Personal information
- Full name: Frank William Elworthy
- Born: 11 June 1893 Cambridge, England
- Died: 15 March 1978 (aged 84) Johannesburg, Transvaal, South Africa
- Batting: Left-handed
- Bowling: Right-arm leg-break googly

Domestic team information
- 1912/13–1929/30: Transvaal

Career statistics
| Competition | First-class |
| Matches | 14 |
| Runs scored | 171 |
| Batting average | 12.21 |
| 100s/50s | 0/0 |
| Top score | 44 |
| Balls bowled | 1785 |
| Wickets | 42 |
| Bowling average | 26.97 |
| 5 wickets in innings | 2 |
| 10 wickets in match | 0 |
| Best bowling | 6/60 |
| Catches/stumpings | 3/– |
- Source: Cricinfo, 16 April 2023

= Frank Elworthy =

South African cricketer (1893–1978)

Frank William Elworthy (11 June 1893 – 15 March 1978) was a South African cricketer who played first-class cricket for Transvaal between 1913 and 1930.
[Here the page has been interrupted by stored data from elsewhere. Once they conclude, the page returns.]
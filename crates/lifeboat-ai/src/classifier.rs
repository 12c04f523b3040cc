//! The classifier capability and result formatting.
//!
//! The model behind the web form is an external collaborator with exactly two
//! operations over a fixed-shape numeric input. Everything downstream of the
//! form talks to [`SurvivalClassifier`], never to a concrete model type, so
//! tests can substitute a deterministic stub.

use lifeboat_core::FeatureVector;
use thiserror::Error;

#[derive(Debug, Error)]
pub enum InferenceError {
    #[error("model expects {expected} features, got {got}")]
    Shape { expected: usize, got: usize },

    #[error("inference failed: {0}")]
    Failed(String),
}

/// Binary survival label.
#[derive(Debug, Clone, Copy, PartialEq, Eq)]
pub enum Outcome {
    NotSurvived,
    Survived,
}

impl Outcome {
    pub fn as_str(&self) -> &'static str {
        match self {
            Self::NotSurvived => "Not Survived",
            Self::Survived => "Survived",
        }
    }

    /// Index of this outcome in a `[not-survived, survived]` distribution.
    pub fn class_index(&self) -> usize {
        match self {
            Self::NotSurvived => 0,
            Self::Survived => 1,
        }
    }
}

/// A pre-trained binary survival classifier.
///
/// Probabilities are ordered `[not-survived, survived]`.
pub trait SurvivalClassifier: Send + Sync {
    fn predict(&self, features: &FeatureVector) -> Result<Outcome, InferenceError>;

    fn predict_probability(&self, features: &FeatureVector) -> Result<[f64; 2], InferenceError>;
}

/// A label together with the confidence of that label, as a percentage.
#[derive(Debug, Clone, PartialEq)]
pub struct Prediction {
    pub outcome: Outcome,
    /// Probability of the predicted class, in percent.
    pub confidence: f64,
}

impl Prediction {
    /// The one sentence shown to the user.
    pub fn summary(&self) -> String {
        format!(
            "Prediction: {} ({:.1}% confidence)",
            self.outcome.as_str(),
            self.confidence
        )
    }
}

/// Run both classifier operations and report the predicted label with the
/// confidence of that label.
pub fn predict_survival(
    model: &dyn SurvivalClassifier,
    features: &FeatureVector,
) -> Result<Prediction, InferenceError> {
    let outcome = model.predict(features)?;
    let probabilities = model.predict_probability(features)?;
    let confidence = probabilities[outcome.class_index()] * 100.0;
    Ok(Prediction {
        outcome,
        confidence,
    })
}
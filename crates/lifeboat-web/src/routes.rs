//! The two-route app: `GET /` renders the form, `POST /predict` runs the
//! pipeline and re-renders the form with the result sentence inserted.
//!
//! Failures split into two tiers. A missing classifier is a fixed 500 on both
//! routes. Everything that goes wrong inside a single request (missing field,
//! malformed number, inference failure) stays inside that request: the page
//! renders normally with HTTP 200 and the error sentence in the result slot.

use axum::Router;
use axum::extract::{Form, State};
use axum::http::StatusCode;
use axum::response::Html;
use axum::routing::{get, post};
use lifeboat_ai::{InferenceError, Prediction, SurvivalClassifier, predict_survival};
use lifeboat_core::{FeatureVector, ParseError, PassengerForm};
use thiserror::Error;
use tracing::debug;

use crate::page;
use crate::state::AppState;

pub fn router(state: AppState) -> Router {
    Router::new()
        .route("/", get(index))
        .route("/predict", post(predict))
        .with_state(state)
}

#[derive(Debug, Error)]
enum PredictError {
    #[error(transparent)]
    Parse(#[from] ParseError),
    #[error(transparent)]
    Inference(#[from] InferenceError),
}

async fn index(State(state): State<AppState>) -> (StatusCode, Html<String>) {
    if state.classifier().is_none() {
        return unavailable(&state);
    }
    (StatusCode::OK, Html(page::page("")))
}

async fn predict(
    State(state): State<AppState>,
    Form(form): Form<PassengerForm>,
) -> (StatusCode, Html<String>) {
    let Some(classifier) = state.classifier() else {
        return unavailable(&state);
    };

    let text = match run_pipeline(classifier, &form) {
        Ok(prediction) => {
            debug!(outcome = prediction.outcome.as_str(), confidence = prediction.confidence, "prediction served");
            prediction.summary()
        }
        Err(err) => {
            debug!(%err, "prediction request failed");
            format!("Error during prediction: {err}")
        }
    };

    (StatusCode::OK, Html(page::page(&text)))
}

fn run_pipeline(
    classifier: &dyn SurvivalClassifier,
    form: &PassengerForm,
) -> Result<Prediction, PredictError> {
    let passenger = form.parse()?;
    let features = FeatureVector::encode(&passenger);
    Ok(predict_survival(classifier, &features)?)
}

fn unavailable(state: &AppState) -> (StatusCode, Html<String>) {
    (
        StatusCode::INTERNAL_SERVER_ERROR,
        Html(page::unavailable(state.model_file())),
    )
}
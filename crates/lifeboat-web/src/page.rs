//! HTML rendering for the passenger form.
//!
//! Pure templating: every function maps its input to a complete document with
//! no side effects, so identical input always renders identical markup. The
//! form field names are part of the wire contract with the prediction handler
//! and must match [`lifeboat_core::PassengerForm`].

const STYLE: &str = "\
body { font-family: system-ui, sans-serif; background: #f0f2f5; margin: 0; \
display: flex; justify-content: center; align-items: center; min-height: 100vh; }\n\
.container { background: #fff; padding: 2rem 3rem; border-radius: 12px; \
box-shadow: 0 4px 20px rgba(0, 0, 0, 0.08); width: 100%; max-width: 480px; }\n\
h1 { color: #1c294e; text-align: center; font-size: 1.6rem; }\n\
form { display: grid; grid-template-columns: 1fr 1fr; gap: 1rem; }\n\
label { font-weight: 600; display: block; margin-bottom: 0.4rem; }\n\
input, select { padding: 0.6rem; border: 1px solid #dcdcdc; border-radius: 8px; \
width: 100%; box-sizing: border-box; }\n\
.full-width { grid-column: 1 / -1; }\n\
button { grid-column: 1 / -1; padding: 0.7rem; font-weight: 700; color: #fff; \
background: #365899; border: none; border-radius: 8px; cursor: pointer; }\n\
.result { text-align: center; font-size: 1.2rem; font-weight: 700; }\n\
.survived { color: #28a745; }\n\
.not-survived { color: #dc3545; }\n";

const FORM: &str = r#"<form action="/predict" method="post">
<div>
<label for="pclass">Passenger Class</label>
<select id="pclass" name="pclass">
<option value="1">1st Class</option>
<option value="2">2nd Class</option>
<option value="3">3rd Class</option>
</select>
</div>
<div>
<label for="sex">Sex</label>
<select id="sex" name="sex">
<option value="male">Male</option>
<option value="female">Female</option>
</select>
</div>
<div>
<label for="age">Age</label>
<input type="number" id="age" name="age" placeholder="e.g., 29" step="0.1" required>
</div>
<div>
<label for="fare">Fare</label>
<input type="number" id="fare" name="fare" placeholder="e.g., 32.2" step="0.01" required>
</div>
<div>
<label for="sibsp">Siblings/Spouses Aboard</label>
<input type="number" id="sibsp" name="sibsp" value="0" min="0">
</div>
<div>
<label for="parch">Parents/Children Aboard</label>
<input type="number" id="parch" name="parch" value="0" min="0">
</div>
<div class="full-width">
<label for="embarked">Port of Embarkation</label>
<select id="embarked" name="embarked">
<option value="S">Southampton (S)</option>
<option value="C">Cherbourg (C)</option>
<option value="Q">Queenstown (Q)</option>
</select>
</div>
<button type="submit">Predict Survival</button>
</form>"#;

/// Render the form page, with the prediction or error sentence shown inline.
///
/// An empty `prediction_text` renders no result block at all.
pub fn page(prediction_text: &str) -> String {
    format!(
        "<!DOCTYPE html>\n<html lang=\"en\">\n<head>\n\
         <meta charset=\"utf-8\">\n\
         <meta name=\"viewport\" content=\"width=device-width, initial-scale=1.0\">\n\
         <title>Titanic Survival Prediction</title>\n\
         <style>{STYLE}</style>\n</head>\n<body>\n<div class=\"container\">\n\
         <h1>Titanic Survival Prediction</h1>\n{result}{FORM}\n</div>\n</body>\n</html>\n",
        result = result_block(prediction_text),
    )
}

/// The fixed document served while the classifier artifact is unavailable.
pub fn unavailable(model_file: &str) -> String {
    format!(
        "<!DOCTYPE html>\n<html lang=\"en\">\n<head>\n\
         <meta charset=\"utf-8\">\n<title>Titanic Survival Prediction</title>\n\
         </head>\n<body>\n\
         <h1 style=\"color: #dc3545;\">Error: classifier artifact '{file}' is not loaded. \
         Check the server log.</h1>\n\
         </body>\n</html>\n",
        file = escape_html(model_file),
    )
}

fn result_block(prediction_text: &str) -> String {
    if prediction_text.is_empty() {
        return String::new();
    }
    let class = if prediction_text.starts_with("Prediction: Survived") {
        "result survived"
    } else {
        "result not-survived"
    };
    format!(
        "<p class=\"{class}\">{}</p>\n",
        escape_html(prediction_text)
    )
}

/// Minimal HTML escaping; the error sentence echoes user input.
fn escape_html(raw: &str) -> String {
    let mut out = String::with_capacity(raw.len());
    for c in raw.chars() {
        match c {
            '&' => out.push_str("&amp;"),
            '<' => out.push_str("&lt;"),
            '>' => out.push_str("&gt;"),
            '"' => out.push_str("&quot;"),
            '\'' => out.push_str("&#39;"),
            _ => out.push(c),
        }
    }
    out
}

#[cfg(test)]
mod tests {
    use super::*;

    #[test]
    fn empty_result_renders_no_result_block() {
        let html = page("");
        assert!(!html.contains("class=\"result"));
    }

    #[test]
    fn form_carries_every_wire_field() {
        let html = page("");
        for field in ["pclass", "sex", "age", "sibsp", "parch", "fare", "embarked"] {
            assert!(html.contains(&format!("name=\"{field}\"")), "missing {field}");
        }
        assert!(html.contains("action=\"/predict\""));
    }

    #[test]
    fn survived_and_not_survived_get_distinct_styles() {
        let survived = page("Prediction: Survived (81.2% confidence)");
        assert!(survived.contains("result survived"));

        let lost = page("Prediction: Not Survived (70.0% confidence)");
        assert!(lost.contains("result not-survived"));
    }

    #[test]
    fn error_text_is_styled_like_a_loss() {
        let html = page("Error during prediction: field 'age' is not a valid number: 'abc'");
        assert!(html.contains("result not-survived"));
    }

    #[test]
    fn result_text_is_escaped() {
        let html = page("Error during prediction: <script>alert(1)</script>");
        assert!(!html.contains("<script>"));
        assert!(html.contains("&lt;script&gt;"));
    }

    #[test]
    fn rendering_is_deterministic() {
        let text = "Prediction: Survived (99.9% confidence)";
        assert_eq!(page(text), page(text));
    }

    #[test]
    fn unavailable_page_names_the_artifact() {
        let html = unavailable("titanic_survival.json");
        assert!(html.contains("titanic_survival.json"));
        assert!(html.contains("not loaded"));
    }
}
A right-arm leg-spin bowler noted for his googlies, Elworthy made his first-class debut in March 1913 aged 19 against Griqualand West, taking 5 for 87 in the first innings.

Elworthy's best first-class figures were 6 for 60 in Transvaal's victory over Border in the 1920–21 Currie Cup. He played for South Africa in the first of the two matches against the Australian Imperial Force Touring XI in November 1919, but with little success.